Light as a Feather

During S2E1 of OHwA I made a short presentation about the feather file format, which is language agnostic between R and Pandas (Python). Here is the code to store the training and tournament data as feather files, which preserves the float32 dtype for feature columns and significantly reduces memory usage and storage space.

Step 1: create a dictionary of column names and dtypes for pandas’ read_csv to use to import the CSV files in the correct dtype.

import pandas as pd
import numpy as np
from joblib import dump

#download Numerai training data and load as a pandas dataframe
TRAINING_DATAPATH = 'https://numerai-public-datasets.s3-us-west-2.amazonaws.com/latest_numerai_training_data.csv.xz'
df = pd.read_csv(TRAINING_DATAPATH)

#create a list of the feature columns
features = [c for c in df if c.startswith("feature")]

#create a list of the column names
col_list = ["id", "era", "data_type"]
col_list = col_list + features + ["target_kazutsugi"]

#create a list of corresponding data types to match the column name list
dtype_list_back = [np.float32] * 311
dtype_list_front = [str, str, str]
dtype_list = dtype_list_front + dtype_list_back

#use Python's zip function to combine the column name list and the data type list
dtype_zip = zip(col_list, dtype_list)

#convert the combined list to a dictionary to conform to pandas convention
dtype_dict = dict(dtype_zip)

#save the dictionary as a joblib file for future use
dump(dtype_dict, 'dtype_dict.joblib')

Step 2: use the newly created dictionary to import both data files and save them as feather format

import pandas as pd
import numpy as np
from joblib import load
import pyarrow.feather as feather

#load dictionary to import data in specific data types
dtype_dict = load('dtype_dict.joblib')

#download Numerai training data and load as a pandas dataframe
TRAINING_DATAPATH = 'https://numerai-public-datasets.s3-us-west-2.amazonaws.com/latest_numerai_training_data.csv.xz'
df = pd.read_csv(TRAINING_DATAPATH, dtype=dtype_dict)
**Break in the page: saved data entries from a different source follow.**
use std::fs;
use std::sync::{Arc, Mutex};

use apartment_catalog::apartment::{ApartmentSortKey, ApartmentsFilters};
use apartment_catalog::source::{
    ApiConfig, CompositeObserver, JsonSource, LoadContext, LoadObserver, LoadSeverity, LoadStats,
    StaticSource,
};
use apartment_catalog::store::{ApartmentsStore, StoreOptions};
use apartment_catalog::types::{Pagination, RangeBound, Sorting};
use apartment_catalog::SourceError;

#[derive(Default)]
struct RecordingObserver {
    contexts: Mutex<Vec<LoadContext>>,
    successes: Mutex<Vec<LoadStats>>,
    failures: Mutex<Vec<LoadSeverity>>,
    alerts: Mutex<Vec<LoadSeverity>>,
}

impl LoadObserver for RecordingObserver {
    fn on_success(&self, ctx: &LoadContext, stats: LoadStats) {
        self.contexts.lock().unwrap().push(ctx.clone());
        self.successes.lock().unwrap().push(stats);
    }

    fn on_failure(&self, _ctx: &LoadContext, severity: LoadSeverity, _error: &SourceError) {
        self.failures.lock().unwrap().push(severity);
    }

    fn on_alert(&self, _ctx: &LoadContext, severity: LoadSeverity, _error: &SourceError) {
        self.alerts.lock().unwrap().push(severity);
    }
}

fn store_with(observer: Arc<dyn LoadObserver>, alert_at_or_above: LoadSeverity) -> ApartmentsStore {
    ApartmentsStore::new(StoreOptions {
        observer: Some(observer),
        alert_at_or_above,
        ..Default::default()
    })
}

#[test]
fn loads_fixture_with_filters_sorting_and_page() {
    let source = JsonSource::new("tests/fixtures/apartments.json");
    let mut store = ApartmentsStore::default();

    let filters = ApartmentsFilters {
        area: RangeBound::new(Some(30.0), Some(90.0)),
        rooms_counts: vec![1, 2],
        ..Default::default()
    };
    let loaded = store
        .load_apartments(
            &source,
            &Pagination::new(1, 2),
            &Sorting::asc(ApartmentSortKey::Area),
            &filters,
        )
        .unwrap();

    assert!(loaded);
    // Compact (36), Corner (51), Garden (51), Loft (64).
    assert_eq!(store.total(), 4);
    let names: Vec<&str> = store.apartments().iter().map(|a| a.name.as_str()).collect();
    assert_eq!(names, vec!["Corner two-room", "Garden two-room"]);
}

#[test]
fn json_source_resolves_endpoint_under_root() {
    let dir = tempfile::tempdir().unwrap();
    fs::write(
        dir.path().join("apartments.json"),
        r#"[{"name":"Only","area":30,"rooms":1,"price":1}]"#,
    )
    .unwrap();

    let source = JsonSource::under(dir.path(), &ApiConfig::default());
    assert_eq!(source.path(), dir.path().join("apartments.json"));

    let mut store = ApartmentsStore::default();
    assert!(store.load_with_defaults(&source).unwrap());
    assert_eq!(store.total(), 1);
}

#[test]
fn null_body_is_reported_as_no_response() {
    let dir = tempfile::tempdir().unwrap();
    let path = dir.path().join("apartments.json");
    fs::write(&path, "null").unwrap();

    let obs = Arc::new(RecordingObserver::default());
    let mut store = store_with(obs.clone(), LoadSeverity::Critical);

    assert!(!store.load_with_defaults(&JsonSource::new(&path)).unwrap());
    let successes = obs.successes.lock().unwrap().clone();
    assert_eq!(successes.len(), 1);
    assert!(!successes[0].responded);
    assert!(store.apartments().is_empty());
}

#[test]
fn missing_file_is_critical_and_alerts() {
    let obs = Arc::new(RecordingObserver::default());
    let mut store = store_with(obs.clone(), LoadSeverity::Critical);

    let err = store
        .load_with_defaults(&JsonSource::new("tests/fixtures/does_not_exist.json"))
        .unwrap_err();
    assert!(matches!(err, SourceError::Io(_)));

    assert_eq!(*obs.failures.lock().unwrap(), vec![LoadSeverity::Critical]);
    assert_eq!(*obs.alerts.lock().unwrap(), vec![LoadSeverity::Critical]);
}

#[test]
fn malformed_payload_fails_without_alert_and_keeps_state() {
    let dir = tempfile::tempdir().unwrap();
    let path = dir.path().join("apartments.json");
    fs::write(&path, r#"[{"name":"NoPrice","area":30,"rooms":1}]"#).unwrap();

    let obs = Arc::new(RecordingObserver::default());
    let mut store = store_with(obs.clone(), LoadSeverity::Critical);
    store
        .load_with_defaults(&JsonSource::new("tests/fixtures/apartments.json"))
        .unwrap();
    let before_total = store.total();

    let err = store.load_with_defaults(&JsonSource::new(&path)).unwrap_err();
    assert!(matches!(err, SourceError::Json(_)));
    assert_eq!(*obs.failures.lock().unwrap(), vec![LoadSeverity::Error]);
    assert!(obs.alerts.lock().unwrap().is_empty());
    assert_eq!(store.total(), before_total);
}

#[test]
fn composite_observer_fans_out() {
    let a = Arc::new(RecordingObserver::default());
    let b = Arc::new(RecordingObserver::default());
    let observers: Vec<Arc<dyn LoadObserver>> = vec![a.clone(), b.clone()];
    let composite = CompositeObserver::new(observers);
    let mut store = store_with(Arc::new(composite), LoadSeverity::Error);

    store.load_with_defaults(&StaticSource::new(Vec::new())).unwrap();
    let _ = store.load_with_defaults(&JsonSource::new("tests/fixtures/missing.json"));

    for obs in [&a, &b] {
        assert_eq!(obs.successes.lock().unwrap().len(), 1);
        assert_eq!(*obs.alerts.lock().unwrap(), vec![LoadSeverity::Critical]);
    }
}

#[test]
fn observers_see_the_requested_page_and_ordering() {
    let a = Arc::new(RecordingObserver::default());
    let b = Arc::new(RecordingObserver::default());
    let observers: Vec<Arc<dyn LoadObserver>> = vec![a.clone(), b.clone()];
    let mut store = store_with(Arc::new(CompositeObserver::new(observers)), LoadSeverity::Critical);

    let filters = ApartmentsFilters {
        rooms_counts: vec![1, 2],
        ..Default::default()
    };
    let sorting = Sorting::desc(ApartmentSortKey::Price);
    let page = Pagination::new(2, 2);
    store
        .load_apartments(&JsonSource::new("tests/fixtures/apartments.json"), &page, &sorting, &filters)
        .unwrap();

    for obs in [&a, &b] {
        let contexts = obs.contexts.lock().unwrap();
        assert_eq!(contexts.len(), 1);
        let ctx = &contexts[0];
        assert_eq!(ctx.source, "tests/fixtures/apartments.json");
        assert_eq!(ctx.pagination, page);
        assert_eq!(ctx.sorting, sorting);
        assert_eq!(ctx.sort_label(), "price");
        assert!(ctx.filtered);

        let stats = obs.successes.lock().unwrap()[0];
        assert_eq!(stats.fetched, 7);
        // Studio, Corner, Loft, Garden and Compact have one or two rooms.
        assert_eq!(stats.total, 5);
        assert_eq!(stats.returned, 2);
        assert!(ctx.has_more_pages(&stats));
    }
}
#download Numerai tournament data and load as a pandas dataframe
TOURNAMENT_DATAPATH = 'https://numerai-public-datasets.s3-us-west-2.amazonaws.com/latest_numerai_tournament_data.csv.xz'
df_tournament = pd.read_csv(TOURNAMENT_DATAPATH, dtype=dtype_dict)

#save Numerai training data as a compressed feather file
feather.write_feather(df, 'training_compressed.feather', compression='lz4')

#save Numerai tournament data as a compressed feather file
feather.write_feather(df_tournament, 'tournament_compressed.feather', compression='lz4')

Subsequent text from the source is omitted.